Salt has overtaken food poisoning as the main concern for shoppers. Almost six out of 10 people questioned for a survey on behalf of the Food Standards Agency (FSA) said that they were worried about the amount of salt in food.

Consuming too much salt is a significant risk factor in developing high blood pressure, which can lead to heart disease and stroke.

The top food-related concerns according to the survey, published yesterday, were: salt (57 per cent), food poisoning (56), fatty food (53) and sugar in food (50). The results back up other findings from the poll showing people are changing their eating habits.

More than one-third of the 3,229 adults questioned by Mori claimed to be eating more healthily than a year ago. However, 55 per cent said their diet was the same and 7 per cent admitted it had got worse.

There has been a big jump in the number of people eating the recommended five portions of fruit and vegetables a day. More than half of those questioned claimed to have eaten five portions the previous day - up from 28 per cent in 2003.

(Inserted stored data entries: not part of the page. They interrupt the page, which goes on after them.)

use std::collections::HashSet;

use crate::csvio::Row;
use crate::history::{self, PriorPolicy};
use crate::ledger::Ledger;
use crate::models::{norm_space, Candidate, IngestStats, Lead, LeadKey, SourceBucket};
use crate::resolver::FieldResolver;

/// Turns raw source rows into deduplicated, history-filtered candidates.
/// The seen-key set spans all sources in the run (mandatory before pool);
/// a later duplicate is dropped and counted, never merged.
pub struct Ingestor<'a> {
    resolver: &'a FieldResolver,
    ledger: &'a Ledger,
    policy: PriorPolicy,
    current_campaign_number: u32,
    seen: HashSet<LeadKey>,
    candidates: Vec<Candidate>,
    pub mandatory_stats: IngestStats,
    pub pool_stats: IngestStats,
}

impl<'a> Ingestor<'a> {
    pub fn new(
        resolver: &'a FieldResolver,
        ledger: &'a Ledger,
        policy: PriorPolicy,
        current_campaign_number: u32,
    ) -> Self {
        Self {
            resolver,
            ledger,
            policy,
            current_campaign_number,
            seen: HashSet::new(),
            candidates: Vec::new(),
            mandatory_stats: IngestStats::default(),
            pool_stats: IngestStats::default(),
        }
    }

    pub fn process_rows(&mut self, rows: Vec<Row>, bucket: SourceBucket) {
        for row in rows {
            let (addr, owner) = self.resolver.address_owner(&row);
            let stats = match bucket {
                SourceBucket::Mandatory => &mut self.mandatory_stats,
                SourceBucket::Pool => &mut self.pool_stats,
            };
            if addr.is_empty() {
                stats.missing_addr += 1;
                continue;
            }
            if owner.is_empty() {
                stats.missing_owner += 1;
                continue;
            }
            let key = LeadKey::new(&addr, &owner);
            if self.seen.contains(&key) {
                stats.deduped += 1;
                continue;
            }
            if !history::passes(
                self.ledger.get(&key),
                &self.policy,
                self.current_campaign_number,
            ) {
                stats.dropped_prior += 1;
                continue;
            }
            let zip5 = self.resolver.zip5(&row, &addr);
            self.candidates.push(Candidate {
                lead: Lead {
                    address: norm_space(&addr),
                    owner: norm_space(&owner),
                    zip5,
                },
                bucket,
                source_row: row,
            });
            self.seen.insert(key);
            stats.kept += 1;
        }
    }

    pub fn into_candidates(self) -> Vec<Candidate> {
        self.candidates
    }
}

#[cfg(test)]
mod tests {
    use super::*;
    use crate::ledger::LedgerRecord;

    fn row(addr: &str, owner: &str) -> Row {
        let mut row = Row::new();
        row.insert("Address".into(), addr.into());
        row.insert("OwnerName".into(), owner.into());
        row
    }

    #[test]
    fn same_lead_across_three_sources_keeps_first_only() {
        let resolver = FieldResolver::new();
        let ledger = Ledger::default();
        let mut ingestor = Ingestor::new(&resolver, &ledger, PriorPolicy::default(), 1);

        ingestor.process_rows(vec![row("1 Main St", "Jane Doe")], SourceBucket::Mandatory);
        ingestor.process_rows(vec![row("1  Main St ", "JANE DOE")], SourceBucket::Mandatory);
        ingestor.process_rows(vec![row("1 Main St", "jane doe")], SourceBucket::Pool);

        assert_eq!(ingestor.mandatory_stats.kept, 1);
        assert_eq!(
            ingestor.mandatory_stats.deduped + ingestor.pool_stats.deduped,
            2
        );
        assert_eq!(ingestor.into_candidates().len(), 1);
    }

    #[test]
    fn unresolvable_rows_are_counted_not_fatal() {
        let resolver = FieldResolver::new();
        let ledger = Ledger::default();
        let mut ingestor = Ingestor::new(&resolver, &ledger, PriorPolicy::default(), 1);

        ingestor.process_rows(
            vec![row("", "Jane Doe"), row("1 Main St", "")],
            SourceBucket::Mandatory,
        );
        assert_eq!(ingestor.mandatory_stats.missing_addr, 1);
        assert_eq!(ingestor.mandatory_stats.missing_owner, 1);
        assert_eq!(ingestor.mandatory_stats.kept, 0);
    }

    #[test]
    fn prior_filter_drops_already_mailed_leads() {
        let resolver = FieldResolver::new();
        let mut ledger = Ledger::default();
        ledger.insert(
            LeadKey::new("1 Main St", "Jane Doe"),
            LedgerRecord {
                campaign_numbers: vec![1],
                ..LedgerRecord::default()
            },
        );
        let policy = PriorPolicy {
            prior_exact: Some(0),
            ..PriorPolicy::default()
        };
        let mut ingestor = Ingestor::new(&resolver, &ledger, policy, 2);
        ingestor.process_rows(vec![row("1 Main St", "Jane Doe")], SourceBucket::Mandatory);
        assert_eq!(ingestor.mandatory_stats.dropped_prior, 1);
        assert_eq!(ingestor.mandatory_stats.kept, 0);
    }

    #[test]
    fn lead_fields_are_whitespace_normalized() {
        let resolver = FieldResolver::new();
        let ledger = Ledger::default();
        let mut ingestor = Ingestor::new(&resolver, &ledger, PriorPolicy::default(), 1);
        ingestor.process_rows(
            vec![row("1  Main   St", "Jane   Doe")],
            SourceBucket::Mandatory,
        );
        let candidates = ingestor.into_candidates();
        assert_eq!(candidates[0].lead.address, "1 Main St");
        assert_eq!(candidates[0].lead.owner, "Jane Doe");
    }
}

The survey found 90 per cent of people continued to use supermarkets for most of their food shopping. But the number who buy from markets has risen from 19 per cent in 2003 to 25 per cent last year. Gill Fine, the director of consumer choice and dietary health at the FSA, said: "Over the last five years people have become more worried about levels of salt, fat and sugar in food and the accuracy of food labels, and less concerned about issues like BSE."